== Provided records

use crate::error::{AsktubeError, Result};
use crate::summarize::{Summarizer, SummaryParams};
use indicatif::{ProgressBar, ProgressStyle};
use std::time::{Duration, Instant};
use tracing::{debug, info, warn};

/// Receives one notification per chunk, before its summarizer call.
pub trait ProgressObserver: Send + Sync {
    fn on_chunk(&self, index: usize, total: usize);
    fn on_complete(&self, total: usize);
}

/// Observer that reports nothing.
pub struct NoProgress;

impl ProgressObserver for NoProgress {
    fn on_chunk(&self, _index: usize, _total: usize) {}
    fn on_complete(&self, _total: usize) {}
}

/// Terminal progress bar, one tick per summarized chunk.
pub struct ProgressBarObserver {
    bar: ProgressBar,
}

impl Default for ProgressBarObserver {
    fn default() -> Self {
        Self::new()
    }
}

impl ProgressBarObserver {
    /// The bar's length is set from the first notification.
    pub fn new() -> Self {
        let bar = ProgressBar::new(0);
        bar.set_style(
            ProgressStyle::default_bar()
                .template("{spinner:.green} [{elapsed_precise}] [{bar:40.cyan/blue}] {pos}/{len} {msg}")
                .unwrap_or_else(|_| ProgressStyle::default_bar())
                .progress_chars("#>-"),
        );
        Self { bar }
    }
}

impl ProgressObserver for ProgressBarObserver {
    fn on_chunk(&self, index: usize, total: usize) {
        self.bar.set_length(total as u64);
        self.bar.set_position(index as u64);
        self.bar
            .set_message(format!("Summarizing chunk {}/{}...", index + 1, total));
    }

    fn on_complete(&self, total: usize) {
        self.bar.set_length(total as u64);
        self.bar.set_position(total as u64);
        self.bar.finish_with_message("Summaries complete");
    }
}

/// Timing for one driver run.
#[derive(Debug, Clone)]
pub struct SummarizationStats {
    pub total_chunks: usize,
    pub total_time: Duration,
    pub avg_chunk_time: Duration,
}

/// Partial summaries, index-aligned with the input chunks.
#[derive(Debug, Clone)]
pub struct SummarizationRun {
    pub partials: Vec<String>,
    pub stats: SummarizationStats,
}

/// Calls the summarizer once per chunk, strictly in order.
pub struct SummarizationDriver<'a> {
    summarizer: &'a dyn Summarizer,
    params: SummaryParams,
}

impl<'a> SummarizationDriver<'a> {
    pub fn new(summarizer: &'a dyn Summarizer, params: SummaryParams) -> Self {
        Self { summarizer, params }
    }

    /// Summarize every chunk in order.
    ///
    /// The first failure aborts the run; summaries already produced are
    /// dropped and the error carries the failing chunk index.
    pub async fn summarize_all(
        &self,
        chunks: &[String],
        observer: &dyn ProgressObserver,
    ) -> Result<SummarizationRun> {
        let total = chunks.len();
        let start_time = Instant::now();

        info!(
            "Summarizing {} chunks sequentially using {}",
            total,
            self.summarizer.name()
        );

        let mut partials = Vec::with_capacity(total);

        for (index, chunk) in chunks.iter().enumerate() {
            observer.on_chunk(index, total);

            let chunk_start = Instant::now();
            debug!("Starting summary of chunk {} ({} chars)", index, chunk.len());

            let summary = self
                .summarizer
                .summarize(chunk, &self.params)
                .await
                .map_err(|e| {
                    warn!("Chunk {} failed: {}", index, e);
                    AsktubeError::Summarization {
                        index,
                        source: Box::new(e),
                    }
                })?;

            debug!(
                "Chunk {} completed in {}ms",
                index,
                chunk_start.elapsed().as_millis()
            );
            partials.push(summary);
        }

        observer.on_complete(total);

        let total_time = start_time.elapsed();
        let avg_chunk_time = if total > 0 {
            total_time / total as u32
        } else {
            Duration::ZERO
        };

        info!(
            "Summarization complete: {} chunks in {:.2}s (avg {:.2}s/chunk)",
            total,
            total_time.as_secs_f64(),
            avg_chunk_time.as_secs_f64()
        );

        Ok(SummarizationRun {
            partials,
            stats: SummarizationStats {
                total_chunks: total,
                total_time,
                avg_chunk_time,
            },
        })
    }
}
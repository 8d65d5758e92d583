//! Summarization through the Hugging Face Inference API.

use crate::config::DEFAULT_SUMMARY_MODEL;
use crate::error::{AsktubeError, Result};
use crate::summarize::{Summarizer, SummaryParams};
use async_trait::async_trait;
use reqwest::Client;
use serde::{Deserialize, Serialize};
use tracing::debug;

const INFERENCE_API_URL: &str = "https://api-inference.huggingface.co";

pub struct HuggingFaceSummarizer {
    client: Client,
    api_token: String,
    base_url: String,
    model: String,
}

impl HuggingFaceSummarizer {
    pub fn new(api_token: String) -> Self {
        Self {
            client: Client::new(),
            api_token,
            base_url: INFERENCE_API_URL.to_string(),
            model: DEFAULT_SUMMARY_MODEL.to_string(),
        }
    }

    /// Set a different model (e.g., "sshleifer/distilbart-cnn-12-6").
    pub fn with_model(mut self, model: impl Into<String>) -> Self {
        self.model = model.into();
        self
    }

    /// Point the client at a different host (used by tests).
    pub fn with_base_url(mut self, base_url: impl Into<String>) -> Self {
        self.base_url = base_url.into().trim_end_matches('/').to_string();
        self
    }

    fn endpoint(&self) -> String {
        format!("{}/models/{}", self.base_url, self.model)
    }
}

#[derive(Serialize)]
struct SummarizationRequest<'a> {
    inputs: &'a str,
    parameters: SummarizationParameters,
    options: RequestOptions,
}

#[derive(Serialize)]
struct SummarizationParameters {
    max_length: usize,
    min_length: usize,
    do_sample: bool,
}

#[derive(Serialize)]
struct RequestOptions {
    wait_for_model: bool,
}

#[derive(Deserialize, Debug)]
struct SummarizationOutput {
    summary_text: String,
}

#[derive(Deserialize, Debug)]
struct InferenceError {
    error: String,
}

#[async_trait]
impl Summarizer for HuggingFaceSummarizer {
    async fn summarize(&self, text: &str, params: &SummaryParams) -> Result<String> {
        let request = SummarizationRequest {
            inputs: text,
            parameters: SummarizationParameters {
                max_length: params.max_len,
                min_length: params.min_len,
                do_sample: !params.deterministic,
            },
            options: RequestOptions {
                wait_for_model: true,
            },
        };

        debug!("Summarizing {} chars with {}", text.len(), self.model);

        let response = self
            .client
            .post(self.endpoint())
            .bearer_auth(&self.api_token)
            .json(&request)
            .send()
            .await?;

        let status = response.status();
        let body = response.text().await?;

        if !status.is_success() {
            if let Ok(api_error) = serde_json::from_str::<InferenceError>(&body) {
                return Err(AsktubeError::Api(format!(
                    "Inference API error ({}): {}",
                    status, api_error.error
                )));
            }
            return Err(AsktubeError::Api(format!(
                "Inference API error ({}): {}",
                status, body
            )));
        }

        let outputs: Vec<SummarizationOutput> = serde_json::from_str(&body)?;
        outputs
            .into_iter()
            .next()
            .map(|o| o.summary_text.trim().to_string())
            .ok_or_else(|| AsktubeError::Api("Inference API returned no summary".to_string()))
    }

    fn name(&self) -> &str {
        &self.model
    }
}

#[cfg(test)]
mod tests {
    use super::*;

    #[test]
    fn test_endpoint() {
        let summarizer = HuggingFaceSummarizer::new("hf_test".to_string())
            .with_base_url("http://localhost:8080/")
            .with_model("org/model");
        assert_eq!(summarizer.endpoint(), "http://localhost:8080/models/org/model");
        assert_eq!(summarizer.name(), "org/model");
    }

    #[test]
    fn test_request_body_is_greedy() {
        let request = SummarizationRequest {
            inputs: "text",
            parameters: SummarizationParameters {
                max_length: 120,
                min_length: 40,
                do_sample: !SummaryParams::default().deterministic,
            },
            options: RequestOptions {
                wait_for_model: true,
            },
        };
        let json = serde_json::to_value(&request).unwrap();
        assert_eq!(json["parameters"]["do_sample"], false);
        assert_eq!(json["parameters"]["max_length"], 120);
        assert_eq!(json["options"]["wait_for_model"], true);
    }
}
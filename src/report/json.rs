// JSON report format
use super::{ReportFormatter, SummaryReport};
use serde::Serialize;

pub struct JsonFormatter {
    /// Emit the `transcript` field.
    pub include_transcript: bool,
}

impl Default for JsonFormatter {
    fn default() -> Self {
        Self {
            include_transcript: true,
        }
    }
}

#[derive(Serialize)]
struct JsonOutput<'a> {
    video_id: &'a str,
    #[serde(skip_serializing_if = "Option::is_none")]
    transcript: Option<&'a str>,
    final_summary: &'a str,
    bullet_count: usize,
    bullets: &'a [crate::aggregate::BulletItem],
}

impl ReportFormatter for JsonFormatter {
    fn format(&self, report: &SummaryReport) -> String {
        let output = JsonOutput {
            video_id: &report.video_id,
            transcript: self.include_transcript.then_some(report.transcript.as_str()),
            final_summary: &report.final_summary,
            bullet_count: report.bullets.len(),
            bullets: &report.bullets,
        };

        serde_json::to_string_pretty(&output).unwrap_or_else(|_| "{}".to_string())
    }

    fn extension(&self) -> &'static str {
        "json"
    }
}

====

**Your objective**
Using the data above, say how many lines include "different". No other reply is needed.

**Completed exercise**
2